The Mortgage Meltdown And The Liberal Left
Thomas J. DiLorenzo professor of economics at Loyola College in Maryland describes in some detail the effects of those policies on the financial markets and the contributing factors of the current economic climate. DiLorenzo claims that “community groups” like ACORN use the threat of issuing a ‘protest’ to enforcement agencies because the law is set up so that any bank merger, branch expansion, or new branch creation can be postponed or prohibited if a CRA “protest” is issued by a “community group.” This can cost banks great sums of money, and the community groups understand this perfectly well. It is their leverage. They use this leverage to get the banks to give them millions of dollars as well as promising to make a certain amount of bad loans in their communities.

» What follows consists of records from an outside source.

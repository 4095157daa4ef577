//! Centroid search and rooting of undirected trees.
//!
//! Both operations walk the tree iteratively, so deep trees (long MST
//! chains over near-identical vectors) cannot exhaust the call stack.
//! Inputs are checked up front: an adjacency list is accepted as a tree
//! only when it records exactly `n - 1` edges and a traversal from the start
//! node reaches all `n` nodes.

use std::collections::VecDeque;

use thiserror::Error;
use tracing::{debug, instrument};

use crate::{AdjacencyList, Edge, Orientation, Weighting, error::define_error_codes};

/// Errors returned by centroid search and rooting.
#[derive(Clone, Debug, Error, Eq, PartialEq)]
#[non_exhaustive]
pub enum TreeError {
    /// The adjacency list covers no nodes.
    #[error("cannot root an empty tree")]
    EmptyTree,
    /// A start or root node is outside the tree.
    #[error("node {node} is out of range for node_count {node_count}")]
    InvalidNodeId {
        /// The invalid node id.
        node: usize,
        /// The number of nodes in the tree.
        node_count: usize,
    },
    /// The graph is not a tree: it has a cycle or more than one component.
    #[error(
        "graph is not a tree: {edge_count} edges over {node_count} nodes, {reached} reachable from the start"
    )]
    NotATree {
        /// Number of nodes.
        node_count: usize,
        /// Number of edges the adjacency list was built from.
        edge_count: usize,
        /// Nodes reached from the start node.
        reached: usize,
    },
}

define_error_codes! {
    /// Stable codes describing [`TreeError`] variants.
    enum TreeErrorCode for TreeError {
        /// The adjacency list covers no nodes.
        EmptyTree => EmptyTree => "TREE_EMPTY",
        /// A start or root node is outside the tree.
        InvalidNodeId => InvalidNodeId { .. } => "TREE_INVALID_NODE_ID",
        /// The graph is not a tree.
        NotATree => NotATree { .. } => "TREE_NOT_A_TREE",
    }
}

/// Breadth-first span of a validated tree.
struct Span {
    order: Vec<usize>,
    parents: Vec<Option<usize>>,
    weights: Vec<f32>,
}

fn span(adj: &AdjacencyList, start: usize) -> Result<Span, TreeError> {
    let node_count = adj.node_count();
    if node_count == 0 {
        return Err(TreeError::EmptyTree);
    }
    if start >= node_count {
        return Err(TreeError::InvalidNodeId {
            node: start,
            node_count,
        });
    }

    let mut seen = vec![false; node_count];
    let mut parents = vec![None; node_count];
    let mut weights = vec![0.0; node_count];
    let mut order = Vec::with_capacity(node_count);
    let mut queue = VecDeque::from([start]);
    seen[start] = true;
    while let Some(node) = queue.pop_front() {
        order.push(node);
        for entry in adj.neighbours(node) {
            let next = entry.node();
            if !seen[next] {
                seen[next] = true;
                parents[next] = Some(node);
                weights[next] = entry.weight();
                queue.push_back(next);
            }
        }
    }

    if adj.edge_count() + 1 != node_count || order.len() != node_count {
        return Err(TreeError::NotATree {
            node_count,
            edge_count: adj.edge_count(),
            reached: order.len(),
        });
    }
    Ok(Span {
        order,
        parents,
        weights,
    })
}

/// Finds a centroid of the tree: a node whose removal leaves no component
/// with more than half of the nodes.
///
/// Subtree sizes are accumulated children-first; the first node whose size
/// reaches half the tree is a centroid. A tree has at most two centroids,
/// and when it has two they are adjacent and split the nodes evenly. In that
/// case the smaller id is returned, so the answer never depends on `start`.
///
/// # Errors
/// Returns [`TreeError::EmptyTree`], [`TreeError::InvalidNodeId`] for an
/// out-of-range `start`, or [`TreeError::NotATree`].
///
/// # Examples
/// ```
/// use taproot_core::{AdjacencyList, Edge, find_centroid};
///
/// let path: Vec<Edge> = (0..4).map(|i| Edge::unweighted(i, i + 1)).collect();
/// let adj = AdjacencyList::undirected(5, &path)?;
/// assert_eq!(find_centroid(&adj, 0)?, 2);
/// assert_eq!(find_centroid(&adj, 4)?, 2);
/// # Ok::<(), Box<dyn std::error::Error>>(())
/// ```
#[instrument(
    name = "tree.centroid",
    err,
    skip(adj),
    fields(node_count = adj.node_count()),
)]
pub fn find_centroid(adj: &AdjacencyList, start: usize) -> Result<usize, TreeError> {
    let Span { order, parents, .. } = span(adj, start)?;
    let node_count = order.len();
    let mut size = vec![1_usize; node_count];
    let mut centroid = start;
    for &node in order.iter().rev() {
        if 2 * size[node] >= node_count {
            centroid = node;
            break;
        }
        if let Some(parent) = parents[node] {
            size[parent] += size[node];
        }
    }

    let twin = adj.neighbours(centroid).iter().map(|entry| entry.node()).find(|&next| {
        let component = if parents[centroid] == Some(next) {
            node_count - size[centroid]
        } else {
            size[next]
        };
        2 * component == node_count
    });
    let centroid = twin.map_or(centroid, |other| other.min(centroid));
    debug!(centroid, "centroid found");
    Ok(centroid)
}

/// A tree rooted at a chosen node, with every edge pointing away from it.
#[derive(Clone, Debug, PartialEq)]
pub struct RootedTree {
    root: usize,
    parents: Vec<Option<usize>>,
    edges: Vec<Edge>,
    order: Vec<usize>,
}

impl RootedTree {
    /// Returns the root node.
    #[must_use]
    #[rustfmt::skip]
    pub fn root(&self) -> usize { self.root }

    /// Returns the number of nodes.
    #[must_use]
    #[rustfmt::skip]
    pub fn node_count(&self) -> usize { self.parents.len() }

    /// Returns the parent of `node`; `None` for the root and for
    /// out-of-range ids.
    #[must_use]
    pub fn parent(&self, node: usize) -> Option<usize> {
        self.parents.get(node).copied().flatten()
    }

    /// Returns the parent array; the root's entry is `None`.
    #[must_use]
    #[rustfmt::skip]
    pub fn parents(&self) -> &[Option<usize>] { &self.parents }

    /// Returns the directed `parent -> child` edges in discovery order.
    #[must_use]
    #[rustfmt::skip]
    pub fn edges(&self) -> &[Edge] { &self.edges }

    /// Returns the nodes in breadth-first order; every parent precedes its
    /// children.
    #[must_use]
    #[rustfmt::skip]
    pub fn order(&self) -> &[usize] { &self.order }

    /// Returns the number of edges between `node` and the root, or `None`
    /// when `node` is out of range.
    #[must_use]
    pub fn depth(&self, node: usize) -> Option<usize> {
        if node >= self.parents.len() {
            return None;
        }
        let mut depth = 0;
        let mut current = node;
        while let Some(parent) = self.parents[current] {
            depth += 1;
            current = parent;
        }
        Some(depth)
    }

    /// Returns the length of the longest root-to-leaf path.
    #[must_use]
    pub fn height(&self) -> usize {
        let mut depth = vec![0_usize; self.parents.len()];
        let mut height = 0;
        for &node in &self.order {
            if let Some(parent) = self.parents[node] {
                depth[node] = depth[parent] + 1;
                height = height.max(depth[node]);
            }
        }
        height
    }

    /// Builds the directed adjacency list of the rooted tree.
    #[must_use]
    pub fn adjacency_list(&self) -> AdjacencyList {
        AdjacencyList::assemble(
            self.parents.len(),
            &self.edges,
            Orientation::Directed,
            Weighting::Weighted,
        )
    }
}

/// Roots an undirected tree at `root` with a breadth-first traversal.
///
/// Each newly discovered node records the node it was reached from as its
/// parent, and the traversal edge is kept as a directed `parent -> child`
/// edge carrying the original weight.
///
/// # Errors
/// Returns [`TreeError::EmptyTree`], [`TreeError::InvalidNodeId`] for an
/// out-of-range `root`, or [`TreeError::NotATree`].
///
/// # Examples
/// ```
/// use taproot_core::{AdjacencyList, Edge, direct_out_tree};
///
/// let adj = AdjacencyList::undirected(3, &[Edge::new(0, 1, 1.0), Edge::new(1, 2, 3.0)])?;
/// let tree = direct_out_tree(&adj, 1)?;
/// assert_eq!(tree.parents(), [Some(1), None, Some(1)]);
/// assert_eq!(tree.edges()[1], Edge::new(1, 2, 3.0));
/// assert_eq!(tree.height(), 1);
/// # Ok::<(), Box<dyn std::error::Error>>(())
/// ```
#[instrument(
    name = "tree.direct_out",
    err,
    skip(adj),
    fields(node_count = adj.node_count()),
)]
pub fn direct_out_tree(adj: &AdjacencyList, root: usize) -> Result<RootedTree, TreeError> {
    let Span {
        order,
        parents,
        weights,
    } = span(adj, root)?;
    let edges = order
        .iter()
        .filter_map(|&node| parents[node].map(|parent| Edge::new(parent, node, weights[node])))
        .collect();
    Ok(RootedTree {
        root,
        parents,
        edges,
        order,
    })
}
//! Benchmark support crate for taproot.
//!
//! Provides seeded vector workloads and parameter labels for the criterion
//! benchmarks of the similarity graph, the MST engines and the delta codec.

pub mod error;
pub mod params;
pub mod workload;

The effect of these policies forced banks to increase fee’s on higher risk or “subprime” loans. The same community groups who extorted money from banks then claimed that the higher fee’s are “predatory”, resulting in price controls legislated by lawmakers and regulated by Government agencies.
Stan Liebowitz Professor of Economics in the Business School at the University of Texas reports in the New York Post that in the early 1980’s left wing activist groups such as ACORN claimed that redlining practices by lending institutions unfairly discriminated against minority borrowers. Data verifies that minority borrowers as a whole are in fact in many cases poorer, and therefore not qualified for mortgage loans. Ignoring the facts, political pressure from these so called ‘community groups’ resulted in amendments to the Home Mortgage Disclosure Act requiring lending institutions to collect racial data on borrowers. That data was so badly flawed that according to Liebowitz it included “thousands of egregious typos, such as loans with negative interest rates. Our study found no evidence of discrimination”.
There can be no doubt that greedy lenders, greedy title companies, greedy appraisers, unscrupulous mortgage brokers and irrational borrowers were willing participants in the second greatest economic collapse in American history.
But the fact remains that the slippery slope of left wing ideology at work for 30 years made it possible. This is a perfect example of the stark differences of the ideological struggle between left and right philosophy. The fiscally conservative right, advocates free market policies. The left promotes the socialist agenda of ‘government knows best’ politics. Government should do what it was intended to do, for example, secure our borders, enforce constitutional law and limit intrusion in business and personal affairs. Government should not implement huge regulatory agencies, dictate health-care, meddle in the affairs of states, business or the individual.